• Your objective
The answer must consist of each line below that contains the string "server".

The data section start

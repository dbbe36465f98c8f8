//! # Metrics Sink
//!
//! Purpose: Give the engine somewhere to report activity without coupling
//! it to any particular metrics transport (the surrounding server decides
//! how, or whether, to ship these numbers anywhere).
//!
//! ## Design Principles
//!
//! 1. **Accumulator Pattern**: One `AtomicU64` per counter/gauge so record
//!    calls are zero-allocation and cheap, mirroring the server-side
//!    metrics aggregator this crate is modeled on.
//! 2. **Opaque To The Engine**: The engine only ever increments or
//!    decrements named counters through the `MetricsSink` trait; it never
//!    reads them back.
//! 3. **No-Op By Default**: Metrics are optional. `NullMetrics` makes
//!    "disabled" a real, zero-cost implementation rather than an `Option`
//!    check sprinkled through the engine.

use std::sync::atomic::{AtomicI64, AtomicU64, Ordering};

/// Counters and gauges the cuckoo table engine reports on.
///
/// Implementations must tolerate being called from a single thread only
/// (the engine itself is not `Sync`); no internal locking is required.
pub trait MetricsSink: Send + Sync {
    /// A call-count counter was incremented.
    fn incr(&self, counter: Counter);
    /// A per-item gauge changed by `delta` (may be negative).
    fn adjust_gauge(&self, gauge: Gauge, delta: i64);
}

/// Monotonic call-count / event-count counters.
#[derive(Debug, Clone, Copy, PartialEq, Eq, Hash)]
pub enum Counter {
    CuckooGet,
    CuckooInsert,
    CuckooUpdate,
    CuckooDelete,
    CuckooDisplace,
    CuckooInsertEx,
    CuckooUpdateEx,
    ItemInsert,
    ItemDelete,
    ItemDisplace,
    ItemEvict,
    ItemExpire,
}

/// Current-value gauges tracking live item footprint.
#[derive(Debug, Clone, Copy, PartialEq, Eq, Hash)]
pub enum Gauge {
    ItemCurr,
    ItemKeyCurr,
    ItemValCurr,
    ItemDataCurr,
}

/// No-op sink used when the host doesn't care about metrics.
#[derive(Debug, Default, Clone, Copy)]
pub struct NullMetrics;

impl MetricsSink for NullMetrics {
    fn incr(&self, _counter: Counter) {}
    fn adjust_gauge(&self, _gauge: Gauge, _delta: i64) {}
}

/// Point-in-time snapshot of every counter and gauge.
#[derive(Debug, Clone, Copy, Default, PartialEq, Eq)]
pub struct MetricsSnapshot {
    pub cuckoo_get: u64,
    pub cuckoo_insert: u64,
    pub cuckoo_update: u64,
    pub cuckoo_delete: u64,
    pub cuckoo_displace: u64,
    pub cuckoo_insert_ex: u64,
    pub cuckoo_update_ex: u64,
    pub item_insert: u64,
    pub item_delete: u64,
    pub item_displace: u64,
    pub item_evict: u64,
    pub item_expire: u64,
    pub item_curr: i64,
    pub item_key_curr: i64,
    pub item_val_curr: i64,
    pub item_data_curr: i64,
}

/// Thread-safe metrics aggregator backed by atomics.
///
/// `Ordering::Relaxed` is sufficient throughout: counters are independent
/// and callers only need eventual consistency when sampling, not a
/// cross-field happens-before relation.
#[derive(Debug, Default)]
pub struct AtomicMetrics {
    cuckoo_get: AtomicU64,
    cuckoo_insert: AtomicU64,
    cuckoo_update: AtomicU64,
    cuckoo_delete: AtomicU64,
    cuckoo_displace: AtomicU64,
    cuckoo_insert_ex: AtomicU64,
    cuckoo_update_ex: AtomicU64,
    item_insert: AtomicU64,
    item_delete: AtomicU64,
    item_displace: AtomicU64,
    item_evict: AtomicU64,
    item_expire: AtomicU64,
    item_curr: AtomicI64,
    item_key_curr: AtomicI64,
    item_val_curr: AtomicI64,
    item_data_curr: AtomicI64,
}

impl AtomicMetrics {
    /// Creates a fresh, zeroed metrics aggregator.
    pub fn new() -> Self {
        Self::default()
    }

    /// Returns a point-in-time snapshot of every counter and gauge.
    pub fn snapshot(&self) -> MetricsSnapshot {
        MetricsSnapshot {
            cuckoo_get: self.cuckoo_get.load(Ordering::Relaxed),
            cuckoo_insert: self.cuckoo_insert.load(Ordering::Relaxed),
            cuckoo_update: self.cuckoo_update.load(Ordering::Relaxed),
            cuckoo_delete: self.cuckoo_delete.load(Ordering::Relaxed),
            cuckoo_displace: self.cuckoo_displace.load(Ordering::Relaxed),
            cuckoo_insert_ex: self.cuckoo_insert_ex.load(Ordering::Relaxed),
            cuckoo_update_ex: self.cuckoo_update_ex.load(Ordering::Relaxed),
            item_insert: self.item_insert.load(Ordering::Relaxed),
            item_delete: self.item_delete.load(Ordering::Relaxed),
            item_displace: self.item_displace.load(Ordering::Relaxed),
            item_evict: self.item_evict.load(Ordering::Relaxed),
            item_expire: self.item_expire.load(Ordering::Relaxed),
            item_curr: self.item_curr.load(Ordering::Relaxed),
            item_key_curr: self.item_key_curr.load(Ordering::Relaxed),
            item_val_curr: self.item_val_curr.load(Ordering::Relaxed),
            item_data_curr: self.item_data_curr.load(Ordering::Relaxed),
        }
    }

    fn counter_cell(&self, counter: Counter) -> &AtomicU64 {
        match counter {
            Counter::CuckooGet => &self.cuckoo_get,
            Counter::CuckooInsert => &self.cuckoo_insert,
            Counter::CuckooUpdate => &self.cuckoo_update,
            Counter::CuckooDelete => &self.cuckoo_delete,
            Counter::CuckooDisplace => &self.cuckoo_displace,
            Counter::CuckooInsertEx => &self.cuckoo_insert_ex,
            Counter::CuckooUpdateEx => &self.cuckoo_update_ex,
            Counter::ItemInsert => &self.item_insert,
            Counter::ItemDelete => &self.item_delete,
            Counter::ItemDisplace => &self.item_displace,
            Counter::ItemEvict => &self.item_evict,
            Counter::ItemExpire => &self.item_expire,
        }
    }

    fn gauge_cell(&self, gauge: Gauge) -> &AtomicI64 {
        match gauge {
            Gauge::ItemCurr => &self.item_curr,
            Gauge::ItemKeyCurr => &self.item_key_curr,
            Gauge::ItemValCurr => &self.item_val_curr,
            Gauge::ItemDataCurr => &self.item_data_curr,
        }
    }
}

impl MetricsSink for AtomicMetrics {
    fn incr(&self, counter: Counter) {
        self.counter_cell(counter).fetch_add(1, Ordering::Relaxed);
    }

    fn adjust_gauge(&self, gauge: Gauge, delta: i64) {
        self.gauge_cell(gauge).fetch_add(delta, Ordering::Relaxed);
    }
}

#[cfg(test)]
mod tests {
    use super::*;

    #[test]
    fn counters_and_gauges_accumulate() {
        let metrics = AtomicMetrics::new();
        metrics.incr(Counter::CuckooGet);
        metrics.incr(Counter::CuckooGet);
        metrics.incr(Counter::ItemEvict);
        metrics.adjust_gauge(Gauge::ItemCurr, 3);
        metrics.adjust_gauge(Gauge::ItemCurr, -1);

        let snap = metrics.snapshot();
        assert_eq!(snap.cuckoo_get, 2);
        assert_eq!(snap.item_evict, 1);
        assert_eq!(snap.item_curr, 2);
    }

    #[test]
    fn null_metrics_is_inert() {
        let metrics = NullMetrics;
        metrics.incr(Counter::CuckooInsert);
        metrics.adjust_gauge(Gauge::ItemDataCurr, 100);
        // No observable state; this just must not panic.
    }
}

The data section end

• Response box
//! it to any particular metrics transport (the surrounding server decides
//!    calls are zero-allocation and cheap, mirroring the server-side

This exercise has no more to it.